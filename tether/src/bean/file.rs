//! File path field with a chooser button.

use std::fmt;
use std::path::{Path, PathBuf};
use std::sync::Arc;

use serde::{Deserialize, Serialize};

use super::{Bean, BeanState, Disposable, FieldOptions, Lifecycle, PathCodec, TextFieldBean};
use crate::error::BeanError;
use crate::model::{FileModel, ListenerId, WeakModel};
use crate::text::TextResource;
use crate::widgets::{Button, Panel, TextField, Widget};

/// Restricts a chooser to files with certain extensions.
#[derive(Debug, Clone, PartialEq, Eq, Serialize, Deserialize)]
pub struct FileFilter {
    /// Shown next to the filter in a chooser.
    pub description: String,
    /// Accepted extensions without the dot, compared ignoring case.
    pub extensions: Vec<String>,
}

impl FileFilter {
    pub fn new(description: impl Into<String>, extensions: &[&str]) -> Self {
        Self {
            description: description.into(),
            extensions: extensions.iter().map(|ext| ext.to_lowercase()).collect(),
        }
    }

    /// Whether `path` has one of the accepted extensions.
    pub fn accepts(&self, path: &Path) -> bool {
        path.extension()
            .and_then(|ext| ext.to_str())
            .is_some_and(|ext| {
                self.extensions
                    .iter()
                    .any(|accepted| accepted.eq_ignore_ascii_case(ext))
            })
    }
}

/// Asks the user for a file.
///
/// The platform's dialog implements this; tests use a fake that returns a
/// fixed path.
pub trait FileChooser: Send + Sync {
    /// Returns the chosen file, or `None` when the user cancelled.
    fn choose(&self, current: Option<&Path>, filter: Option<&FileFilter>) -> Option<PathBuf>;
}

/// A path text field plus a button that opens a [`FileChooser`].
pub struct FileSelectionBean {
    text: TextFieldBean<Option<PathBuf>, PathCodec>,
    button: Button,
    panel: Panel,
    chooser: Arc<dyn FileChooser>,
    filter: Option<FileFilter>,
    lifecycle: Lifecycle,
    model_listener: Option<ListenerId>,
    button_callback: Option<ListenerId>,
}

impl FileSelectionBean {
    pub fn new(
        model: FileModel,
        chooser: Arc<dyn FileChooser>,
        resource: &dyn TextResource,
        options: FieldOptions,
    ) -> Self {
        let text = TextFieldBean::with_options(model, PathCodec, options);
        let button = Button::new(resource.string("gen.choose"));
        let panel = Panel::row([text.widget(), Widget::Button(button.clone())]);
        Self {
            lifecycle: Lifecycle::new(format!("file field {}", text.field().id())),
            text,
            button,
            panel,
            chooser,
            filter: None,
            model_listener: None,
            button_callback: None,
        }
    }

    /// Only offer files accepted by `filter`.
    pub fn with_filter(mut self, filter: FileFilter) -> Self {
        self.filter = Some(filter);
        self
    }

    pub fn field(&self) -> &TextField {
        self.text.field()
    }

    pub fn choose_button(&self) -> &Button {
        &self.button
    }

    pub fn model(&self) -> &FileModel {
        self.text.model()
    }
}

impl Bean for FileSelectionBean {
    fn init_bean(&mut self) -> Result<(), BeanError> {
        self.lifecycle.activate()?;
        if let Err(err) = self.text.init_bean() {
            self.lifecycle.rollback();
            return Err(err);
        }

        let button = self.button.clone();
        button.set_enabled(self.text.model().is_enabled());
        self.model_listener = Some(
            self.text
                .model()
                .add_listener(move |model| button.set_enabled(model.is_enabled())),
        );

        let model: WeakModel<_> = self.text.model().downgrade();
        let chooser = Arc::clone(&self.chooser);
        let filter = self.filter.clone();
        self.button_callback = Some(self.button.on_click(move |_| {
            let Some(model) = model.upgrade() else {
                return;
            };
            let current = model.get();
            match chooser.choose(current.as_deref(), filter.as_ref()) {
                Some(path) => {
                    log::debug!("Chose file {}", path.display());
                    model.set(Some(path));
                }
                None => log::trace!("File chooser cancelled"),
            }
        }));
        Ok(())
    }

    fn widget(&self) -> Widget {
        Widget::Panel(self.panel.clone())
    }

    fn state(&self) -> BeanState {
        self.lifecycle.state()
    }
}

impl Disposable for FileSelectionBean {
    fn close(&mut self) {
        if !self.lifecycle.close() {
            return;
        }
        if let Some(id) = self.model_listener.take() {
            self.text.model().remove_listener(id);
        }
        if let Some(id) = self.button_callback.take() {
            self.button.remove_on_click(id);
        }
        self.text.close();
    }
}

impl fmt::Debug for FileSelectionBean {
    fn fmt(&self, f: &mut fmt::Formatter<'_>) -> fmt::Result {
        f.debug_struct("FileSelectionBean")
            .field("text", &self.text)
            .field("filter", &self.filter)
            .field("state", &self.lifecycle.state())
            .finish()
    }
}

-------

• EXERCISE OBJECTIVE: Go through the material above and copy each line that has the word "extensions".

• RESPONSE TO THIS EXERCISE:
/// Restricts a chooser to files with certain extensions.
    /// Accepted extensions without the dot, compared ignoring case.
    pub extensions: Vec<String>,
    pub fn new(description: impl Into<String>, extensions: &[&str]) -> Self {
            extensions: extensions.iter().map(|ext| ext.to_lowercase()).collect(),
    /// Whether `path` has one of the accepted extensions.
                self.extensions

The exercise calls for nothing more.